**Task description:** Repeat the lines of the data that follow, please, starting at the first and stopping after the one with "with preflight short-circuit".

**Data provided:**

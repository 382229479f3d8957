//! REST API layer for jsondrop using Axum.
//!
//! Thin adapter over the catalog, document store and broadcaster:
//! - capability-key authentication (`Authorization: Bearer <key>` or `?key=`)
//! - JSON request/response bodies, errors as `{error, message}`
//! - Server-Sent Events for live change streams
//! - CORS per configured origins, with preflight short-circuit

use std::collections::BTreeMap;
use std::convert::Infallible;
use std::sync::Arc;

use axum::{
    body::Body,
    extract::{rejection::JsonRejection, Path, Query, Request, State},
    http::{header, HeaderMap, HeaderValue, Method, StatusCode},
    middleware::{self, Next},
    response::{IntoResponse, Response},
    routing::{get, post},
    Json, Router,
};
use futures::stream::{self, StreamExt};
use serde::{Deserialize, Serialize};
use serde_json::Value;
use tracing::{info, warn};

use crate::catalog::Catalog;
use crate::documents::DocumentStore;
use crate::error::{DbError, ErrorKind};
use crate::events::{format_connected, format_ping, format_sse, Delivery, Listener};
use crate::keygen;
use crate::models::{DocumentData, Tenant};
use crate::validation::Filters;

pub const DEFAULT_PAGE_SIZE: usize = 100;
pub const MAX_PAGE_SIZE: usize = 1000;

/// Shared app state for REST handlers.
#[derive(Clone)]
pub struct AppState {
    documents: DocumentStore,
    cors_origins: Arc<Vec<String>>,
}

impl AppState {
    fn catalog(&self) -> &Arc<Catalog> {
        self.documents.catalog()
    }
}

type Params = Query<Vec<(String, String)>>;

/// Error body returned for every failed request.
#[derive(Serialize, Deserialize, Debug)]
pub struct ErrorBody {
    pub error: String,
    pub message: String,
}

#[derive(Debug)]
pub struct ApiError {
    status: StatusCode,
    error: &'static str,
    message: String,
}

impl ApiError {
    fn unauthorized(message: &str) -> Self {
        Self {
            status: StatusCode::UNAUTHORIZED,
            error: "unauthorized",
            message: message.to_string(),
        }
    }

    fn forbidden(message: &str) -> Self {
        Self {
            status: StatusCode::FORBIDDEN,
            error: "forbidden",
            message: message.to_string(),
        }
    }
}

impl From<DbError> for ApiError {
    fn from(err: DbError) -> Self {
        let kind = err.kind();
        let status = match kind {
            ErrorKind::InvalidIdentifier | ErrorKind::ValidationFailed => StatusCode::BAD_REQUEST,
            ErrorKind::NotFound => StatusCode::NOT_FOUND,
            ErrorKind::AlreadyExists => StatusCode::CONFLICT,
            ErrorKind::QuotaExceeded => StatusCode::PAYMENT_REQUIRED,
            ErrorKind::GenerationFailure => StatusCode::SERVICE_UNAVAILABLE,
            ErrorKind::StorageFailure => StatusCode::INTERNAL_SERVER_ERROR,
        };
        if status.is_server_error() {
            warn!(error = %err, "request failed");
        }
        Self {
            status,
            error: kind.as_str(),
            message: err.to_string(),
        }
    }
}

impl From<JsonRejection> for ApiError {
    fn from(rejection: JsonRejection) -> Self {
        Self {
            status: StatusCode::BAD_REQUEST,
            error: ErrorKind::ValidationFailed.as_str(),
            message: format!("invalid request body: {}", rejection.body_text()),
        }
    }
}

impl IntoResponse for ApiError {
    fn into_response(self) -> Response {
        let body = ErrorBody {
            error: self.error.to_string(),
            message: self.message,
        };
        (self.status, Json(body)).into_response()
    }
}

type ApiResult<T> = Result<T, ApiError>;

/// Create Axum router with every jsondrop endpoint.
pub fn create_router(documents: DocumentStore, cors_origins: Vec<String>) -> Router {
    let state = AppState {
        documents,
        cors_origins: Arc::new(cors_origins),
    };

    let api = Router::new()
        .route("/databases", post(create_database_handler))
        .route(
            "/databases/:id",
            get(get_database_handler).delete(delete_database_handler),
        )
        .route("/databases/:id/events", get(database_events_handler))
        .route("/databases/:id/schemas", get(list_schemas_handler))
        .route(
            "/databases/:id/schemas/:name",
            post(create_schema_handler)
                .get(get_schema_handler)
                .delete(delete_schema_handler),
        )
        .route(
            "/databases/:id/:collection",
            get(query_documents_handler).post(insert_document_handler),
        )
        .route(
            "/databases/:id/:collection/events",
            get(collection_events_handler),
        )
        .route(
            "/databases/:id/:collection/:doc_id",
            get(get_document_handler)
                .put(update_document_handler)
                .delete(delete_document_handler),
        );

    Router::new()
        .nest("/api", api)
        .route("/health", get(health_handler))
        .layer(middleware::from_fn_with_state(state.clone(), cors_middleware))
        .with_state(state)
}

async fn cors_middleware(State(state): State<AppState>, req: Request, next: Next) -> Response {
    let origin = req
        .headers()
        .get(header::ORIGIN)
        .and_then(|value| value.to_str().ok())
        .map(str::to_string);
    let preflight = req.method() == Method::OPTIONS;

    let mut response = if preflight {
        StatusCode::OK.into_response()
    } else {
        next.run(req).await
    };

    let allowed = if state.cors_origins.len() == 1 && state.cors_origins[0] == "*" {
        Some("*".to_string())
    } else {
        origin.filter(|o| state.cors_origins.iter().any(|allowed| allowed == o))
    };
    if let Some(value) = allowed.and_then(|o| HeaderValue::from_str(&o).ok()) {
        let headers = response.headers_mut();
        headers.insert(header::ACCESS_CONTROL_ALLOW_ORIGIN, value);
        headers.insert(
            header::ACCESS_CONTROL_ALLOW_METHODS,
            HeaderValue::from_static("GET, POST, PUT, DELETE, OPTIONS"),
        );
        headers.insert(
            header::ACCESS_CONTROL_ALLOW_HEADERS,
            HeaderValue::from_static("Content-Type, Authorization"),
        );
        headers.insert(
            header::ACCESS_CONTROL_MAX_AGE,
            HeaderValue::from_static("3600"),
        );
    }
    response
}

/// Capability key from the bearer header, falling back to `?key=`.
fn capability_key(headers: &HeaderMap, params: &[(String, String)]) -> Option<String> {
    let from_header = headers
        .get(header::AUTHORIZATION)
        .and_then(|value| value.to_str().ok())
        .map(|value| value.strip_prefix("Bearer ").unwrap_or(value).trim().to_string())
        .filter(|key| !key.is_empty());
    from_header.or_else(|| {
        params
            .iter()
            .find(|(name, _)| name == "key")
            .map(|(_, value)| value.clone())
    })
}

/// Resolve the caller's key against the database in the path. Successful
/// resolution records an access.
fn authorize(
    state: &AppState,
    headers: &HeaderMap,
    params: &[(String, String)],
    database_id: &str,
    needs_write: bool,
) -> ApiResult<Tenant> {
    let key = capability_key(headers, params)
        .ok_or_else(|| ApiError::unauthorized("missing API key"))?;
    if !key.starts_with(keygen::WRITE_KEY_PREFIX) && !key.starts_with(keygen::READ_KEY_PREFIX) {
        return Err(ApiError::unauthorized("invalid API key format"));
    }

    let resolved = state.catalog().resolve(&key).map_err(|e| match e.kind() {
        ErrorKind::NotFound => ApiError::unauthorized("invalid API key"),
        _ => ApiError::from(e),
    })?;
    if resolved.tenant.id != database_id {
        return Err(ApiError::forbidden("database ID mismatch"));
    }
    if needs_write && !resolved.capability.can_write() {
        return Err(ApiError::forbidden("write key required"));
    }

    state.catalog().touch(&resolved.tenant.id);
    Ok(resolved.tenant)
}

async fn create_database_handler(
    State(state): State<AppState>,
) -> ApiResult<impl IntoResponse> {
    let created = state.catalog().create_tenant()?;
    Ok((StatusCode::CREATED, Json(created)))
}

async fn get_database_handler(
    State(state): State<AppState>,
    Path(id): Path<String>,
    Query(params): Params,
    headers: HeaderMap,
) -> ApiResult<impl IntoResponse> {
    authorize(&state, &headers, &params, &id, false)?;
    Ok(Json(state.catalog().info(&id)?))
}

async fn delete_database_handler(
    State(state): State<AppState>,
    Path(id): Path<String>,
    Query(params): Params,
    headers: HeaderMap,
) -> ApiResult<StatusCode> {
    authorize(&state, &headers, &params, &id, true)?;
    state.catalog().delete_tenant(&id)?;
    info!(tenant = %id, "database deleted on request");
    Ok(StatusCode::NO_CONTENT)
}

async fn database_events_handler(
    State(state): State<AppState>,
    Path(id): Path<String>,
    Query(params): Params,
    headers: HeaderMap,
) -> ApiResult<Response> {
    authorize(&state, &headers, &params, &id, false)?;
    let listener = state.catalog().broadcaster().subscribe(&id);
    Ok(sse_response(listener, format_connected(&id, None)))
}

async fn collection_events_handler(
    State(state): State<AppState>,
    Path((id, collection)): Path<(String, String)>,
    Query(params): Params,
    headers: HeaderMap,
) -> ApiResult<Response> {
    authorize(&state, &headers, &params, &id, false)?;
    state.catalog().get_schema(&id, &collection)?;
    let listener = state
        .catalog()
        .broadcaster()
        .subscribe_collection(&id, &collection);
    Ok(sse_response(
        listener,
        format_connected(&id, Some(&collection)),
    ))
}

/// Stream a listener as `text/event-stream`. The listener is dropped, and so
/// unsubscribed, when the client goes away.
fn sse_response(listener: Listener, connected: String) -> Response {
    let greeting = stream::once(async move { Ok::<_, Infallible>(connected) });
    let deliveries = stream::unfold(listener, |mut listener| async move {
        let frame = match listener.recv().await? {
            Delivery::Change(event) => format_sse(&event),
            Delivery::Heartbeat => format_ping().to_string(),
        };
        Some((Ok::<_, Infallible>(frame), listener))
    });

    (
        [
            (header::CONTENT_TYPE, "text/event-stream"),
            (header::CACHE_CONTROL, "no-cache"),
            (header::CONNECTION, "keep-alive"),
        ],
        Body::from_stream(greeting.chain(deliveries)),
    )
        .into_response()
}

async fn list_schemas_handler(
    State(state): State<AppState>,
    Path(id): Path<String>,
    Query(params): Params,
    headers: HeaderMap,
) -> ApiResult<impl IntoResponse> {
    authorize(&state, &headers, &params, &id, false)?;
    Ok(Json(state.catalog().list_schemas(&id)?))
}

#[derive(Deserialize, Serialize)]
pub struct CreateSchemaRest {
    pub fields: BTreeMap<String, String>,
}

async fn create_schema_handler(
    State(state): State<AppState>,
    Path((id, name)): Path<(String, String)>,
    Query(params): Params,
    headers: HeaderMap,
    payload: Result<Json<CreateSchemaRest>, JsonRejection>,
) -> ApiResult<impl IntoResponse> {
    authorize(&state, &headers, &params, &id, true)?;
    let Json(payload) = payload?;
    let schema = state.catalog().create_schema(&id, &name, &payload.fields)?;
    Ok((StatusCode::CREATED, Json(schema)))
}

async fn get_schema_handler(
    State(state): State<AppState>,
    Path((id, name)): Path<(String, String)>,
    Query(params): Params,
    headers: HeaderMap,
) -> ApiResult<impl IntoResponse> {
    authorize(&state, &headers, &params, &id, false)?;
    Ok(Json(state.catalog().get_schema(&id, &name)?))
}

async fn delete_schema_handler(
    State(state): State<AppState>,
    Path((id, name)): Path<(String, String)>,
    Query(params): Params,
    headers: HeaderMap,
) -> ApiResult<StatusCode> {
    authorize(&state, &headers, &params, &id, true)?;
    state.catalog().delete_schema(&id, &name)?;
    Ok(StatusCode::NO_CONTENT)
}

/// Body for insert and update: `{"data": {...}}`.
#[derive(Deserialize, Serialize)]
pub struct DocumentRest {
    pub data: Value,
}

impl DocumentRest {
    fn into_data(self) -> ApiResult<DocumentData> {
        match self.data {
            Value::Object(map) => Ok(map),
            _ => Err(DbError::ValidationFailed(
                "document data must be a JSON object".to_string(),
            )
            .into()),
        }
    }
}

/// Split query parameters into pagination and field filters. Malformed or
/// out-of-range `limit`/`offset` values fall back to their defaults.
fn page_and_filters(params: Vec<(String, String)>) -> (usize, usize, Filters) {
    let mut limit = DEFAULT_PAGE_SIZE;
    let mut offset = 0;
    let mut filters = Filters::new();
    for (name, value) in params {
        match name.as_str() {
            "limit" => {
                if let Ok(n) = value.parse::<usize>() {
                    if n > 0 {
                        limit = n.min(MAX_PAGE_SIZE);
                    }
                }
            }
            "offset" => {
                if let Ok(n) = value.parse::<usize>() {
                    offset = n;
                }
            }
            "key" => {}
            _ => filters.entry(name).or_default().push(value),
        }
    }
    (limit, offset, filters)
}

async fn query_documents_handler(
    State(state): State<AppState>,
    Path((id, collection)): Path<(String, String)>,
    Query(params): Params,
    headers: HeaderMap,
) -> ApiResult<impl IntoResponse> {
    authorize(&state, &headers, &params, &id, false)?;
    let (limit, offset, filters) = page_and_filters(params);
    let documents = state
        .documents
        .query(&id, &collection, limit, offset, &filters)?;
    Ok(Json(documents))
}

async fn insert_document_handler(
    State(state): State<AppState>,
    Path((id, collection)): Path<(String, String)>,
    Query(params): Params,
    headers: HeaderMap,
    payload: Result<Json<DocumentRest>, JsonRejection>,
) -> ApiResult<impl IntoResponse> {
    authorize(&state, &headers, &params, &id, true)?;
    let Json(payload) = payload?;
    let document = state
        .documents
        .insert(&id, &collection, payload.into_data()?)?;
    Ok((StatusCode::CREATED, Json(document)))
}

async fn get_document_handler(
    State(state): State<AppState>,
    Path((id, collection, doc_id)): Path<(String, String, String)>,
    Query(params): Params,
    headers: HeaderMap,
) -> ApiResult<impl IntoResponse> {
    authorize(&state, &headers, &params, &id, false)?;
    Ok(Json(state.documents.get(&id, &collection, &doc_id)?))
}

async fn update_document_handler(
    State(state): State<AppState>,
    Path((id, collection, doc_id)): Path<(String, String, String)>,
    Query(params): Params,
    headers: HeaderMap,
    payload: Result<Json<DocumentRest>, JsonRejection>,
) -> ApiResult<impl IntoResponse> {
    authorize(&state, &headers, &params, &id, true)?;
    let Json(payload) = payload?;
    let document = state
        .documents
        .update(&id, &collection, &doc_id, payload.into_data()?)?;
    Ok(Json(document))
}

async fn delete_document_handler(
    State(state): State<AppState>,
    Path((id, collection, doc_id)): Path<(String, String, String)>,
    Query(params): Params,
    headers: HeaderMap,
) -> ApiResult<StatusCode> {
    authorize(&state, &headers, &params, &id, true)?;
    state.documents.delete(&id, &collection, &doc_id)?;
    Ok(StatusCode::NO_CONTENT)
}

/// Health check handler
async fn health_handler() -> Json<Value> {
    Json(serde_json::json!({ "status": "ok" }))
}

**Result of the task:**
repository 382229479f3d8957
//! REST API layer for jsondrop using Axum.
//!
//! Thin adapter over the catalog, document store and broadcaster:
//! - capability-key authentication (`Authorization: Bearer <key>` or `?key=`)
//! - JSON request/response bodies, errors as `{error, message}`
//! - Server-Sent Events for live change streams
//! - CORS per configured origins, with preflight short-circuit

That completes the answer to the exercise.